You do need to have enough puppet masters and architect it according to the
best practises but the books tell you how to do this.

Tim

> -----Original Message-----
> From: [log in to unmask]
[mailto:owner-scientific-
> [log in to unmask]] On Behalf Of Yasha Karant
> Sent: 22 February 2013 18:52
> To: [log in to unmask]
> Subject: Re: puppet
> 
> We too used to use components written in perl under a distributed
> environment.  As this is a new installation, and as we need to find a more
> maintainable and scalable solution, I posed the query for comments from
those
> with actual field experience.
> 
> The fact that puppet does not seem to scale well is bothersome -- ruby is
no
> problem as various members of the group have (some) fluency in many
> languages, including ruby, perl, python, java, and the incarnations of sh
(sh,
> bash, ksh, etc. -- with current emphasis upon bash).
> 
> Our leaning now is to use cfengine.
> 
> Yasha Karant
> 
> On 02/22/2013 08:39 AM, Paul Robert Marino wrote:
> > The only problem I ever had with cfengine is the documentation was
> > never all that great but it is stable and scales well.

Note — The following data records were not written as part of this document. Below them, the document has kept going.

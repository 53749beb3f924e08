use std::env;

use termcal::app::ViewType;

#[derive(Debug, Clone, Default, PartialEq)]
pub struct CliOptions {
    pub sample: bool,
    pub view: Option<ViewType>,
    pub theme: Option<String>,
}

pub const USAGE: &str = "Usage: termcal [--sample] [--view month|week] [--theme NAME]";

pub fn parse_cli_options() -> Result<CliOptions, String> {
    parse_args(env::args().skip(1))
}

fn parse_args(mut args: impl Iterator<Item = String>) -> Result<CliOptions, String> {
    let mut options = CliOptions::default();

    while let Some(arg) = args.next() {
        match arg.as_str() {
            "--sample" => {
                options.sample = true;
            }
            "--view" => {
                let Some(value) = args.next() else {
                    return Err("--view requires a value (month or week)".to_string());
                };
                options.view = Some(parse_view(&value)?);
            }
            "--theme" => {
                let Some(value) = args.next() else {
                    return Err("--theme requires a value".to_string());
                };
                options.theme = Some(value);
            }
            "--help" => {
                println!("{}", USAGE);
                std::process::exit(0);
            }
            _ => return Err(format!("Unknown argument: {}", arg)),
        }
    }

    Ok(options)
}

fn parse_view(value: &str) -> Result<ViewType, String> {
    match value.to_lowercase().as_str() {
        "month" => Ok(ViewType::Month),
        "week" => Ok(ViewType::Week),
        other => Err(format!("Invalid view '{}'. Use month or week.", other)),
    }
}
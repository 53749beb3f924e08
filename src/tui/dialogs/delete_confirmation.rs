use ratatui::{
    Frame,
    layout::Alignment,
    style::{Color, Modifier, Style},
    text::{Line, Span},
    widgets::{Block, Borders, Clear, Paragraph},
};

use termcal::app::AppState;

pub fn render(f: &mut Frame, app: &AppState) {
    let Some(event_id) = &app.pending_delete else {
        return;
    };

    let event_title = app
        .store
        .get(event_id)
        .map(|e| e.title.as_str())
        .unwrap_or("this event");

    let area = f.size();
    let dialog_width = 60;
    let dialog_height = 10;
    let x = (area.width.saturating_sub(dialog_width)) / 2;
    let y = (area.height.saturating_sub(dialog_height)) / 2;

    let dialog_area = ratatui::layout::Rect {
        x,
        y,
        width: dialog_width,
        height: dialog_height,
    };

    f.render_widget(Clear, dialog_area);

    let dialog_text = vec![
        Line::from(vec![Span::styled(
            "Delete Event?",
            Style::default().fg(app.theme.error).add_modifier(Modifier::BOLD),
        )]),
        Line::from(""),
        Line::from(vec![
            Span::raw("Are you sure you want to delete "),
            Span::styled(
                event_title,
                Style::default().fg(app.theme.weekday_header).add_modifier(Modifier::BOLD),
            ),
            Span::raw("?"),
        ]),
        Line::from(""),
        Line::from("This action cannot be undone."),
        Line::from(""),
        Line::from(vec![
            Span::styled("Y", Style::default().fg(app.theme.success)),
            Span::raw(" = Yes, delete | "),
            Span::styled("N", Style::default().fg(app.theme.error)),
            Span::raw(" = No, cancel"),
        ]),
    ];

    let dialog_paragraph = Paragraph::new(dialog_text)
        .block(
            Block::default()
                .borders(Borders::ALL)
                .title(" Confirm Delete ")
                .style(Style::default().bg(Color::Black)),
        )
        .alignment(Alignment::Center);

    f.render_widget(dialog_paragraph, dialog_area);
}
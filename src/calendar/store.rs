use thiserror::Error;
use uuid::Uuid;

use super::event::{CalendarEvent, EventDraft};
use super::validate::{ValidationErrors, validate};

/// Identifier source for new events, injected so creation stays
/// deterministic under test.
pub trait IdGenerator {
    fn next_id(&mut self) -> String;
}

#[derive(Debug, Default)]
pub struct UuidIdGenerator;

impl IdGenerator for UuidIdGenerator {
    fn next_id(&mut self) -> String {
        format!("event-{}", Uuid::new_v4())
    }
}

#[derive(Debug, Default)]
pub struct SequentialIdGenerator {
    counter: u64,
}

impl IdGenerator for SequentialIdGenerator {
    fn next_id(&mut self) -> String {
        self.counter += 1;
        format!("event-{}", self.counter)
    }
}

/// Mutation record the state owner drains via `take_changes`, in place of
/// per-mutation callbacks.
#[derive(Debug, Clone, PartialEq)]
pub enum EventChange {
    Added(CalendarEvent),
    Updated(CalendarEvent),
    Removed { id: String },
}

#[derive(Debug, Error)]
pub enum StoreError {
    #[error("event not found: {0}")]
    NotFound(String),
    #[error("event failed validation: {0}")]
    Invalid(ValidationErrors),
}

/// The owned, insertion-ordered event collection. Every add and update
/// passes through the validator before it is admitted.
pub struct EventStore {
    events: Vec<CalendarEvent>,
    ids: Box<dyn IdGenerator + Send>,
    changes: Vec<EventChange>,
}

impl EventStore {
    pub fn new(ids: Box<dyn IdGenerator + Send>) -> Self {
        Self {
            events: Vec::new(),
            ids,
            changes: Vec::new(),
        }
    }

    pub fn events(&self) -> &[CalendarEvent] {
        &self.events
    }

    pub fn len(&self) -> usize {
        self.events.len()
    }

    pub fn is_empty(&self) -> bool {
        self.events.is_empty()
    }

    pub fn get(&self, id: &str) -> Option<&CalendarEvent> {
        self.events.iter().find(|event| event.id == id)
    }

    pub fn add(&mut self, draft: EventDraft) -> Result<CalendarEvent, StoreError> {
        let errors = validate(&draft);
        if !errors.is_empty() {
            return Err(StoreError::Invalid(errors));
        }

        let Some(event) = draft.into_event(self.ids.next_id()) else {
            // Validation guarantees the required fields are present.
            return Err(StoreError::Invalid(errors));
        };

        self.events.push(event.clone());
        self.changes.push(EventChange::Added(event.clone()));
        Ok(event)
    }

    pub fn update(&mut self, id: &str, patch: EventDraft) -> Result<CalendarEvent, StoreError> {
        let Some(index) = self.events.iter().position(|event| event.id == id) else {
            return Err(StoreError::NotFound(id.to_string()));
        };

        let merged = patch.merged_over(&self.events[index]);
        let errors = validate(&merged);
        if !errors.is_empty() {
            return Err(StoreError::Invalid(errors));
        }

        let Some(updated) = merged.into_event(id.to_string()) else {
            return Err(StoreError::Invalid(errors));
        };

        self.events[index] = updated.clone();
        self.changes.push(EventChange::Updated(updated.clone()));
        Ok(updated)
    }

    pub fn remove(&mut self, id: &str) -> Option<CalendarEvent> {
        let index = self.events.iter().position(|event| event.id == id)?;
        let removed = self.events.remove(index);
        self.changes.push(EventChange::Removed {
            id: removed.id.clone(),
        });
        Some(removed)
    }

    /// Drains the pending mutation records accumulated since the last call.
    pub fn take_changes(&mut self) -> Vec<EventChange> {
        std::mem::take(&mut self.changes)
    }
}
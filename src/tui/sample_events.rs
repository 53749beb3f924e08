use chrono::{Days, Local, NaiveDate};

use termcal::{app::AppState, calendar::EventDraft};

/// Seeds a spread of demo events around today so the views have something
/// to show on a first run.
pub fn add_sample_events(app: &mut AppState) {
    let today = Local::now().date_naive();

    let Some(tomorrow) = today.checked_add_days(Days::new(1)) else { return };
    let Some(in_two_days) = today.checked_add_days(Days::new(2)) else { return };
    let Some(in_three_days) = today.checked_add_days(Days::new(3)) else { return };
    let Some(yesterday) = today.checked_sub_days(Days::new(1)) else { return };

    let events: Vec<(&str, Option<&str>, NaiveDate, (u32, u32), (u32, u32), &str, &str)> = vec![
        (
            "Team Standup",
            Some("Daily sync with the development team"),
            today,
            (9, 0),
            (9, 30),
            "#3b82f6",
            "Meeting",
        ),
        (
            "Project Review",
            Some("Quarterly project review meeting"),
            today,
            (14, 0),
            (15, 30),
            "#10b981",
            "Work",
        ),
        (
            "Lunch with Client",
            None,
            tomorrow,
            (12, 0),
            (13, 30),
            "#f97316",
            "Meeting",
        ),
        (
            "Gym Session",
            Some("Weekly fitness routine"),
            in_two_days,
            (18, 0),
            (19, 30),
            "#ec4899",
            "Health",
        ),
        (
            "Sprint Planning",
            Some("Plan upcoming sprint tasks and priorities"),
            in_three_days,
            (10, 0),
            (12, 0),
            "#8b5cf6",
            "Work",
        ),
        (
            "Doctor Appointment",
            None,
            yesterday,
            (11, 0),
            (11, 45),
            "#ef4444",
            "Health",
        ),
    ];

    for (title, description, date, start, end, color, category) in events {
        let draft = EventDraft {
            title: Some(title.to_string()),
            description: description.map(String::from),
            start: date.and_hms_opt(start.0, start.1, 0),
            end: date.and_hms_opt(end.0, end.1, 0),
            color: Some(color.to_string()),
            category: Some(category.to_string()),
        };

        if let Err(e) = app.store.add(draft) {
            tracing::warn!("Skipping sample event '{}': {}", title, e);
        }
    }
}
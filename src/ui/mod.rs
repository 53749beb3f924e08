pub mod month_view;
pub mod theme;
pub mod week_view;
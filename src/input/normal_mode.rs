use crossterm::event::KeyCode;

use crate::app::{AppState, EventForm, Mode, ViewType};

pub fn handle_key(key: KeyCode, state: &mut AppState) {
    match key {
        KeyCode::Char('h') | KeyCode::Left => state.move_cursor_days(-1),
        KeyCode::Char('l') | KeyCode::Right => state.move_cursor_days(1),
        KeyCode::Char('j') | KeyCode::Down => {
            if has_events_on_cursor_date(state) {
                state.move_event_selection_down();
            } else {
                state.move_cursor_days(7);
            }
        }
        KeyCode::Char('k') | KeyCode::Up => {
            if has_events_on_cursor_date(state) {
                state.move_event_selection_up();
            } else {
                state.move_cursor_days(-7);
            }
        }
        KeyCode::Char('n') => state.next_period(),
        KeyCode::Char('p') => state.previous_period(),
        KeyCode::Char('t') => state.go_to_today(),
        KeyCode::Char('m') => state.set_view(ViewType::Month),
        KeyCode::Char('w') => state.set_view(ViewType::Week),
        KeyCode::Char('a') => open_create_form(state),
        KeyCode::Char('e') | KeyCode::Enter => open_edit_form(state),
        KeyCode::Char('x') => request_delete(state),
        _ => {}
    }
}

fn has_events_on_cursor_date(state: &AppState) -> bool {
    !state.events_for_date(state.cursor_date()).is_empty()
}

fn open_create_form(state: &mut AppState) {
    state.status = None;
    state.event_form = Some(EventForm::new(state.cursor_date()));
    state.mode = Mode::Insert;
}

fn open_edit_form(state: &mut AppState) {
    if let Some(event) = state.selected_event() {
        let form = EventForm::for_event(event);
        state.status = None;
        state.event_form = Some(form);
        state.mode = Mode::Insert;
    }
}

fn request_delete(state: &mut AppState) {
    if let Some(event) = state.selected_event() {
        state.pending_delete = Some(event.id.clone());
        state.mode = Mode::Confirm;
    }
}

> > That being said puppet is not perfect many of the stock recipes for it
> > you find on the web don't scale well and to get it to scale you really
> > need to be a ruby programer. My other issue with puppet is it doesn't
> > provide you with a great amount of control over the timing of the
> > deployment of changes unless you go to significant lengths.
> > Essentially its good for a "Agile development model" environment which
> > is popular with many web companies; however its a nightmare for
> > mission critical 24x7x365 environments which require changes to be
> > scheduled in advance.
> >
> > These days I'm using Spacewalk for most of what I would have used
> > cfengine or puppet for in the past the only thing that it doesn't do
> > out of the box is make sure that particular services are running or
> > not running at boot, but there are a myriad of other simple ways to do
> > that which require very little work, and if I really wanted to I could
> > get spacewalk to do that as well via the soap APIs.
> >
> >
> > On Fri, Feb 22, 2013 at 11:04 AM, Graham Allan <[log in to unmask]>
> wrote:
> >> On 2/21/2013 4:13 PM, Natxo Asenjo wrote:
> >>>
> >>> On Thu, Feb 21, 2013 at 9:38 PM, Graham Allan
> >>> <[log in to unmask]>
> >>> wrote:
> >>>>
> >>>>
> >>>> Also cfengine, though that seems to be getting less fashionable...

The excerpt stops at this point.